[a medicinal cooking blog: using food as medicine to treat whatever may ail you]

Wednesday, August 19, 2009

The Silky News on Corn



Since corn just happens to be in season and I also just happen to be getting a lot of patients which I have prescribed this decoction for, I thought I would share it on here. It also has such a lovely name: corn silk. I love the feeling that the name emits for some reason. It sounds tasty and like something you could perhaps wear? In any event, this last weekend I made corn a la Mexican style (keeping the husk on sans silk, letting it soak in water, olive oil, chile flakes, salt for an hour or two and grilling it) for my brothers bbq birthday soiree and I saved the silk for my medicinal purposes.

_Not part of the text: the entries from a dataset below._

//! mcpgw-auth-core - 会话令牌核心库
//!
//! 会话令牌的签发与校验（JWT HS256）、令牌黑名单以及组合两者的校验器。

mod blacklist;
mod validator;

pub use blacklist::*;
pub use validator::*;

use chrono::{DateTime, Utc};
use jsonwebtoken::{
    Algorithm, DecodingKey, EncodingKey, Header, Validation, decode, encode, errors::ErrorKind,
};
use mcpgw_common::{SessionId, UserId};
use mcpgw_domain_core::SessionData;
use mcpgw_errors::{AppError, AppResult};
use secrecy::{ExposeSecret, SecretString};
use serde::{Deserialize, Serialize};
use uuid::Uuid;

/// 会话令牌 Claims
#[derive(Debug, Clone, PartialEq, Eq, Serialize, Deserialize)]
pub struct SessionClaims {
    /// Subject (user ID)
    pub sub: String,
    /// 绑定的会话 ID
    pub sid: String,
    /// Expiration time
    pub exp: i64,
    /// Issued at
    pub iat: i64,
    /// JWT ID
    pub jti: String,
    /// Issuer
    pub iss: String,
    /// Audience
    pub aud: String,
    /// Roles
    #[serde(default)]
    pub roles: Vec<String>,
}

impl SessionClaims {
    pub fn user_id(&self) -> UserId {
        UserId::new(self.sub.clone())
    }

    pub fn session_id(&self) -> AppResult<SessionId> {
        SessionId::parse(&self.sid)
            .ok_or_else(|| AppError::authentication("Invalid session ID in token"))
    }

    pub fn expires_at(&self) -> Option<DateTime<Utc>> {
        DateTime::from_timestamp(self.exp, 0)
    }

    pub fn has_role(&self, role: &str) -> bool {
        self.roles.iter().any(|r| r == role)
    }
}

/// Token 服务
#[derive(Clone)]
pub struct TokenService {
    encoding_key: EncodingKey,
    decoding_key: DecodingKey,
    issuer: String,
    audience: String,
}

impl std::fmt::Debug for TokenService {
    fn fmt(&self, f: &mut std::fmt::Formatter<'_>) -> std::fmt::Result {
        f.debug_struct("TokenService")
            .field("issuer", &self.issuer)
            .field("audience", &self.audience)
            .finish_non_exhaustive()
    }
}

impl TokenService {
    pub fn new(secret: &SecretString, issuer: impl Into<String>, audience: impl Into<String>) -> Self {
        let secret = secret.expose_secret().as_bytes();
        Self {
            encoding_key: EncodingKey::from_secret(secret),
            decoding_key: DecodingKey::from_secret(secret),
            issuer: issuer.into(),
            audience: audience.into(),
        }
    }

    /// 为会话签发令牌，过期时间与会话一致
    pub fn issue_for_session(&self, session: &SessionData) -> AppResult<String> {
        let claims = SessionClaims {
            sub: session.user_context.user_id.to_string(),
            sid: session.session_id.to_string(),
            exp: session.expires_at.timestamp(),
            iat: Utc::now().timestamp(),
            jti: Uuid::now_v7().to_string(),
            iss: self.issuer.clone(),
            aud: self.audience.clone(),
            roles: session.user_context.roles.clone(),
        };

        encode(&Header::new(Algorithm::HS256), &claims, &self.encoding_key)
            .map_err(|e| AppError::unknown(format!("Failed to generate token: {}", e)))
    }

    /// 校验签名、签发者、受众和过期时间
    pub fn decode(&self, token: &str) -> AppResult<SessionClaims> {
        let mut validation = Validation::new(Algorithm::HS256);
        validation.set_issuer(&[&self.issuer]);
        validation.set_audience(&[&self.audience]);
        validation.set_required_spec_claims(&["exp", "sub", "iss", "aud"]);
        validation.validate_exp = true;
        validation.validate_nbf = false;
        validation.leeway = 0; // 不允许时间偏差

        let token_data = decode::<SessionClaims>(token, &self.decoding_key, &validation).map_err(
            |e| match e.kind() {
                ErrorKind::ExpiredSignature => {
                    AppError::authentication("Token has expired").with_code("token_expired")
                }
                _ => AppError::authentication(format!("Invalid token: {}", e))
                    .with_code("invalid_token"),
            },
        )?;

        let claims = token_data.claims;

        // 额外验证：检查 JTI 与会话 ID 存在
        if claims.jti.is_empty() {
            return Err(AppError::authentication("Token ID (jti) missing").with_code("invalid_token"));
        }
        if claims.sid.is_empty() {
            return Err(AppError::authentication("Session ID (sid) missing").with_code("invalid_token"));
        }

        Ok(claims)
    }
}

/// 角色检查宏
#[macro_export]
macro_rules! require_role {
    ($claims:expr, $role:expr) => {
        if !$claims.has_role($role) {
            return Err(mcpgw_errors::AppError::authorization(format!(
                "Missing role: {}",
                $role
            )));
        }
    };
}

#[cfg(test)]
pub(crate) mod test_support {
    use super::*;
    use chrono::Duration;
    use mcpgw_domain_core::{TokenMetadata, UserContext};

    pub const SECRET: &str = "session-token-secret-for-tests-0123456789";

    pub fn service() -> TokenService {
        TokenService::new(&SecretString::new(SECRET.to_string()), "mcp-gateway", "mcp-clients")
    }

    pub fn session(ttl: Duration) -> SessionData {
        SessionData::new(
            UserContext::new("user-1").with_roles(vec!["admin".into()]),
            TokenMetadata {
                access_token: "at".into(),
                refresh_token: None,
                expires_at: Utc::now() + Duration::hours(1),
                scopes: vec![],
            },
            "127.0.0.1",
            None,
            ttl,
        )
    }
}

#[cfg(test)]
mod tests {
    use super::test_support::*;
    use super::*;
    use chrono::Duration;
    use mcpgw_errors::ErrorCategory;

    #[test]
    fn test_issue_and_decode() {
        let tokens = service();
        let session = session(Duration::hours(1));
        let token = tokens.issue_for_session(&session).unwrap();

        let claims = tokens.decode(&token).unwrap();
        assert_eq!(claims.sub, "user-1");
        assert_eq!(claims.session_id().unwrap(), session.session_id);
        assert_eq!(claims.exp, session.expires_at.timestamp());
        assert!(claims.has_role("admin"));
    }

    #[test]
    fn test_expired_token_rejected() {
        let tokens = service();
        let mut session = session(Duration::hours(1));
        session.expires_at = Utc::now() - Duration::seconds(10);
        let token = tokens.issue_for_session(&session).unwrap();

        let err = tokens.decode(&token).unwrap_err();
        assert_eq!(err.category(), ErrorCategory::Authentication);
        assert_eq!(err.code(), Some("token_expired"));
    }

    #[test]
    fn test_wrong_secret_rejected() {
        let token = service().issue_for_session(&session(Duration::hours(1))).unwrap();
        let other = TokenService::new(
            &SecretString::new("a-different-secret-that-is-long-enough-xx".to_string()),
            "mcp-gateway",
            "mcp-clients",
        );
        assert_eq!(other.decode(&token).unwrap_err().code(), Some("invalid_token"));
    }

    #[test]
    fn test_wrong_audience_rejected() {
        let token = service().issue_for_session(&session(Duration::hours(1))).unwrap();
        let other = TokenService::new(&SecretString::new(SECRET.to_string()), "mcp-gateway", "other");
        assert!(other.decode(&token).is_err());
    }

    #[test]
    fn test_require_role_macro() {
        fn guarded(claims: &SessionClaims) -> AppResult<()> {
            require_role!(claims, "auditor");
            Ok(())
        }
        let tokens = service();
        let claims = tokens
            .decode(&tokens.issue_for_session(&session(Duration::hours(1))).unwrap())
            .unwrap();
        assert_eq!(guarded(&claims).unwrap_err().category(), ErrorCategory::Authorization);
    }
}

(Brother's birthday spread)

Alas, in the U.S. you can not (correct me if you know where please!) find corn silk sold just as that sans the corn unless you go to a TCM pharmacy. So, I take the opportunity to save the silk when I can, and I recommend the same for you. However, it does not last more than two to four weeks at a time fresh in a ziploc bag or other container. You could dry it as well and it would last longer. Corn silk is known as Yu Mi Xu in the TCM world. It is a mild but very effective diuretic used in the treatment of : urinary difficulties, high blood pressure, edema, kidney stones, and gall stones.

How do you prepare it?
You would take one cup of the silk and put it in 4 cups of boiling water (you do not want to pack it into the cup, just loosely fit it in to measure). Boil it for 10 mins. Let it cool and strain it and keep it in the fridge. You can drink this 3-4 times a day (1 cup at a time) as a treatment. Forget that overly sweetened cranberry juice they're always recommending for all urinary difficulties!


(Do not fear the black bits as that is just the dry portion of the silk that sticks out of the corn - and is what it would look like in a TCM pharmacy.)





The end product will be a slightly caramely liquid with a definitive sweet corn taste, I like to drink it slightly cool but for people who are experiencing fatigue or digestive difficulties you would drink it room temperature. Enjoy!

2 comments:

OraWellness said...

Great info! we've made this many times and enjoyed it. I wanted to recommend that you are buying organic corn for your corn silk tea.

Anonymous said...

I also heard that this will help cure diabetes. Don't know if that's an old wives' tail or not.